Apoiei meus cotovelos sobre a mesa e esfreguei os dedos na cabeça. Aquilo não podia estar acontecendo. Parecia que eu havia sido colocado ali pela mão de alguma força maior — não sabia se Safiah ou Bahaal’zar. Sinceramente, tinha medo daquilo. Mas não podia virar as costas. Por outro lado, não tinha a mínima certeza de que encontraria a filha de Ibn Lafta.

Olhei para ela. Eu estava certo desde o começo. Eu ouvira o lamento de outra Amina, não por seu filho, e sim por sua filha, a joia de sua casa.

— Nafsaji, eu posso te recompensar de alguma forma… — Amina Lafta disse. — Pensaremos em algo bom… Eu e Zayn podemos…

Eu respirei fundo e a interrompi.

— Você confia em um Ahmar, Ibn Lafta? — Disse. — Como pode saber que eu encontrarei sua filha e não irei levá-la e vendê-la para o dono de um harém?

Amina sorriu, com toda a tristeza do mundo em seu semblante. Na hora não soube perceber que o que eu disse a machucara. Sua filha podia muito bem ter um destino ainda pior.

— São seus olhos, Ibn Nafsaji — ela disse, respirando fundo. — Parecem janelas e dizem quem você é. Homens com olhos assim são difíceis de encontrar, mas existem. Eu não vi maldade em você quando sentou para ouvir minha canção, eu vi pesar. Seja você quem for, eu sei que entende a minha dor e tem razão para isso, Ahmar. Lembra-se que eu lhe perguntei se você acredita em destino? Pois bem, eu acredito também. E creio que foi o destino que te trouxe aqui. Que Safiah me livre de viver em um mundo onde eu não possa confiar em meu coração, naleen.

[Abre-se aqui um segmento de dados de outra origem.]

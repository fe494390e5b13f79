//! Parameter types shared by every component of the engine.
//!
//! A [`RadixAccelParameters`] bundle is immutable and shared by reference
//! across all scratch buffers and operations of one logical operation; it is
//! never mutated mid-operation.

use serde::{Deserialize, Serialize};
use thiserror::Error;

/// Dimension of an LWE mask, i.e. the number of mask scalars.
#[derive(Debug, PartialEq, Eq, Copy, Clone, PartialOrd, Ord, Serialize, Deserialize)]
pub struct LweDimension(pub usize);

impl LweDimension {
    /// Number of scalars of a full ciphertext: mask plus body.
    pub fn to_lwe_size(self) -> usize {
        self.0 + 1
    }
}

/// Dimension of a GLWE mask, i.e. the number of mask polynomials.
#[derive(Debug, PartialEq, Eq, Copy, Clone, PartialOrd, Ord, Serialize, Deserialize)]
pub struct GlweDimension(pub usize);

impl GlweDimension {
    pub fn to_glwe_size(self) -> usize {
        self.0 + 1
    }

    /// Dimension of the big LWE secret key obtained by sample extraction.
    pub fn to_equivalent_lwe_dimension(self, polynomial_size: PolynomialSize) -> LweDimension {
        LweDimension(self.0 * polynomial_size.0)
    }
}

/// Number of coefficients of the polynomials used in GLWE ciphertexts and
/// bootstrapping accumulators. Must be a power of two.
#[derive(Debug, PartialEq, Eq, Copy, Clone, PartialOrd, Ord, Serialize, Deserialize)]
pub struct PolynomialSize(pub usize);

/// Base log of a gadget decomposition.
#[derive(Debug, PartialEq, Eq, Copy, Clone, PartialOrd, Ord, Serialize, Deserialize)]
pub struct DecompositionBaseLog(pub usize);

/// Level count of a gadget decomposition.
#[derive(Debug, PartialEq, Eq, Copy, Clone, PartialOrd, Ord, Serialize, Deserialize)]
pub struct DecompositionLevelCount(pub usize);

/// Grouping factor of a multi-bit bootstrapping key. Zero for the classical
/// bootstrap variant.
#[derive(Debug, PartialEq, Eq, Copy, Clone, PartialOrd, Ord, Serialize, Deserialize)]
pub struct LweBskGroupingFactor(pub usize);

/// Number of values a block's message digit can take.
#[derive(Debug, PartialEq, Eq, Copy, Clone, PartialOrd, Ord, Serialize, Deserialize)]
pub struct MessageModulus(pub u64);

/// Headroom of a block on top of its message digit.
#[derive(Debug, PartialEq, Eq, Copy, Clone, PartialOrd, Ord, Serialize, Deserialize)]
pub struct CarryModulus(pub u64);

/// Which bootstrap implementation the backend runs.
#[derive(Debug, PartialEq, Eq, Copy, Clone, Serialize, Deserialize)]
pub enum PbsType {
    Classical,
    MultiBit,
}

/// Immutable configuration bundle for one radix computation.
///
/// `lwe_dimension` is the dimension of the "small" ciphertexts produced by the
/// keyswitch; the "big" dimension of pre-keyswitch / post-bootstrap blocks is
/// `glwe_dimension * polynomial_size`.
#[derive(Debug, PartialEq, Eq, Copy, Clone, Serialize, Deserialize)]
pub struct RadixAccelParameters {
    pub lwe_dimension: LweDimension,
    pub glwe_dimension: GlweDimension,
    pub polynomial_size: PolynomialSize,
    pub ks_base_log: DecompositionBaseLog,
    pub ks_level: DecompositionLevelCount,
    pub pbs_base_log: DecompositionBaseLog,
    pub pbs_level: DecompositionLevelCount,
    pub grouping_factor: LweBskGroupingFactor,
    pub message_modulus: MessageModulus,
    pub carry_modulus: CarryModulus,
    pub pbs_type: PbsType,
}

impl RadixAccelParameters {
    pub fn big_lwe_dimension(&self) -> LweDimension {
        self.glwe_dimension
            .to_equivalent_lwe_dimension(self.polynomial_size)
    }

    /// Full plaintext space of one block: message digit plus carry headroom.
    pub fn total_modulus(&self) -> u64 {
        self.message_modulus.0 * self.carry_modulus.0
    }

    /// Scaling factor between a cleartext value and its torus encoding, with
    /// one bit of padding reserved for the negacyclic bootstrap.
    pub fn delta(&self) -> u64 {
        (1u64 << 63) / self.total_modulus()
    }

    /// Width of the redundancy box one plaintext value occupies in an
    /// accumulator polynomial.
    pub fn box_size(&self) -> usize {
        self.polynomial_size.0 / self.total_modulus() as usize
    }

    pub fn validate(&self) -> Result<(), ParameterError> {
        if !self.polynomial_size.0.is_power_of_two() {
            return Err(ParameterError::PolynomialSizeNotPowerOfTwo(
                self.polynomial_size.0,
            ));
        }
        if !self.message_modulus.0.is_power_of_two() || !self.carry_modulus.0.is_power_of_two() {
            return Err(ParameterError::ModulusNotPowerOfTwo {
                message_modulus: self.message_modulus.0,
                carry_modulus: self.carry_modulus.0,
            });
        }
        if self.polynomial_size.0 < self.total_modulus() as usize {
            return Err(ParameterError::PlaintextSpaceTooLarge {
                polynomial_size: self.polynomial_size.0,
                total_modulus: self.total_modulus(),
            });
        }
        if self.pbs_type == PbsType::MultiBit && self.grouping_factor.0 == 0 {
            return Err(ParameterError::MissingGroupingFactor);
        }
        Ok(())
    }
}

#[derive(Debug, Clone, PartialEq, Eq, Error)]
pub enum ParameterError {
    #[error("polynomial size must be a power of two, got {0}")]
    PolynomialSizeNotPowerOfTwo(usize),
    #[error(
        "message modulus ({message_modulus}) and carry modulus ({carry_modulus}) \
         must be powers of two"
    )]
    ModulusNotPowerOfTwo {
        message_modulus: u64,
        carry_modulus: u64,
    },
    #[error(
        "polynomial size ({polynomial_size}) cannot hold the plaintext space \
         ({total_modulus}): every value needs at least one accumulator coefficient"
    )]
    PlaintextSpaceTooLarge {
        polynomial_size: usize,
        total_modulus: u64,
    },
    #[error("multi-bit bootstrap requires a non-zero grouping factor")]
    MissingGroupingFactor,
}

pub const PARAM_MESSAGE_1_CARRY_1_KS_PBS: RadixAccelParameters = RadixAccelParameters {
    lwe_dimension: LweDimension(781),
    glwe_dimension: GlweDimension(3),
    polynomial_size: PolynomialSize(512),
    ks_base_log: DecompositionBaseLog(4),
    ks_level: DecompositionLevelCount(3),
    pbs_base_log: DecompositionBaseLog(18),
    pbs_level: DecompositionLevelCount(1),
    grouping_factor: LweBskGroupingFactor(0),
    message_modulus: MessageModulus(2),
    carry_modulus: CarryModulus(2),
    pbs_type: PbsType::Classical,
};

pub const PARAM_MESSAGE_2_CARRY_2_KS_PBS: RadixAccelParameters = RadixAccelParameters {
    lwe_dimension: LweDimension(839),
    glwe_dimension: GlweDimension(1),
    polynomial_size: PolynomialSize(2048),
    ks_base_log: DecompositionBaseLog(3),
    ks_level: DecompositionLevelCount(5),
    pbs_base_log: DecompositionBaseLog(23),
    pbs_level: DecompositionLevelCount(1),
    grouping_factor: LweBskGroupingFactor(0),
    message_modulus: MessageModulus(4),
    carry_modulus: CarryModulus(4),
    pbs_type: PbsType::Classical,
};

pub const PARAM_MESSAGE_4_CARRY_4_KS_PBS: RadixAccelParameters = RadixAccelParameters {
    lwe_dimension: LweDimension(996),
    glwe_dimension: GlweDimension(1),
    polynomial_size: PolynomialSize(32768),
    ks_base_log: DecompositionBaseLog(3),
    ks_level: DecompositionLevelCount(7),
    pbs_base_log: DecompositionBaseLog(11),
    pbs_level: DecompositionLevelCount(3),
    grouping_factor: LweBskGroupingFactor(0),
    message_modulus: MessageModulus(16),
    carry_modulus: CarryModulus(16),
    pbs_type: PbsType::Classical,
};

pub const PARAM_MULTI_BIT_MESSAGE_2_CARRY_2_GROUP_3_KS_PBS: RadixAccelParameters =
    RadixAccelParameters {
        lwe_dimension: LweDimension(879),
        glwe_dimension: GlweDimension(1),
        polynomial_size: PolynomialSize(2048),
        ks_base_log: DecompositionBaseLog(3),
        ks_level: DecompositionLevelCount(5),
        pbs_base_log: DecompositionBaseLog(22),
        pbs_level: DecompositionLevelCount(1),
        grouping_factor: LweBskGroupingFactor(3),
        message_modulus: MessageModulus(4),
        carry_modulus: CarryModulus(4),
        pbs_type: PbsType::MultiBit,
    };

#[cfg(test)]
mod tests {
    use super::*;

    #[test]
    fn shipped_parameter_sets_are_valid() {
        for params in [
            PARAM_MESSAGE_1_CARRY_1_KS_PBS,
            PARAM_MESSAGE_2_CARRY_2_KS_PBS,
            PARAM_MESSAGE_4_CARRY_4_KS_PBS,
            PARAM_MULTI_BIT_MESSAGE_2_CARRY_2_GROUP_3_KS_PBS,
        ] {
            params.validate().unwrap();
        }
    }

    #[test]
    fn delta_reserves_the_padding_bit() {
        let params = PARAM_MESSAGE_2_CARRY_2_KS_PBS;
        assert_eq!(params.total_modulus(), 16);
        assert_eq!(params.delta(), 1u64 << 59);
        assert_eq!(params.box_size(), 2048 / 16);
    }

    #[test]
    fn invalid_parameters_are_rejected() {
        let mut params = PARAM_MESSAGE_2_CARRY_2_KS_PBS;
        params.polynomial_size = PolynomialSize(1000);
        assert!(matches!(
            params.validate(),
            Err(ParameterError::PolynomialSizeNotPowerOfTwo(1000))
        ));

        let mut params = PARAM_MESSAGE_2_CARRY_2_KS_PBS;
        params.polynomial_size = PolynomialSize(8);
        assert!(matches!(
            params.validate(),
            Err(ParameterError::PlaintextSpaceTooLarge { .. })
        ));

        let mut params = PARAM_MULTI_BIT_MESSAGE_2_CARRY_2_GROUP_3_KS_PBS;
        params.grouping_factor = LweBskGroupingFactor(0);
        assert!(matches!(
            params.validate(),
            Err(ParameterError::MissingGroupingFactor)
        ));
    }
}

Naleen . Filho. Fazia tempo que não ouvia aquela palavra. Suspirei, resignado.

— Se puder me emprestar um camelo ou cavalo — eu disse — e o objeto de Ibn Jahira… Eu partirei agora mesmo.

Ela estremeceu, parecendo indecisa.

— Não, Nafsaji — Ibn Lafta disse. — Agora não. A noite vai cair em breve.

Eu dei de ombros.

— Acredite em mim, Ibn Lafta. À noite é quando os demônios caminham mais livremente.


Parti naquela noite, mas Ibn Lafta fez questão de que eu comesse, me lavasse e trocasse minhas roupas antes. Eu não havia percebido o quanto estava parecendo um mendigo com minhas vestes rasgadas e olhos esfomeados. De qualquer modo, quando finalmente subi no camelo da casa Lafta e me lancei novamente ao vento, Safiah brilhava alta no céu e transformava a areia branca de Qasif em prata líquida. Depois do banho e da refeição, meu raciocínio estava lento, mas meus sentidos aguçados. Eu sentia a bainha de minha espada batendo fria em minha perna e o aroma de jasmim da trança de Ibn Jahira rescender na noite.

Ibn Lafta me confiara uma fina trança do cabelo de sua filha. Era um cabelo tão negro quanto ébano, delicadamente envolvido em um fio de ouro e seguro por pequenos prendedores de prata, uma espécie de joia que muitas mães de famílias mais abastadas faziam com os cabelos de seus filhos. Fiquei me perguntando como uma pessoa podia confiar tanto em um Ahmar a ponto de dar a um deles algo assim e finalmente comecei a acreditar que talvez pudesse viver uma vida diferente em Qasif.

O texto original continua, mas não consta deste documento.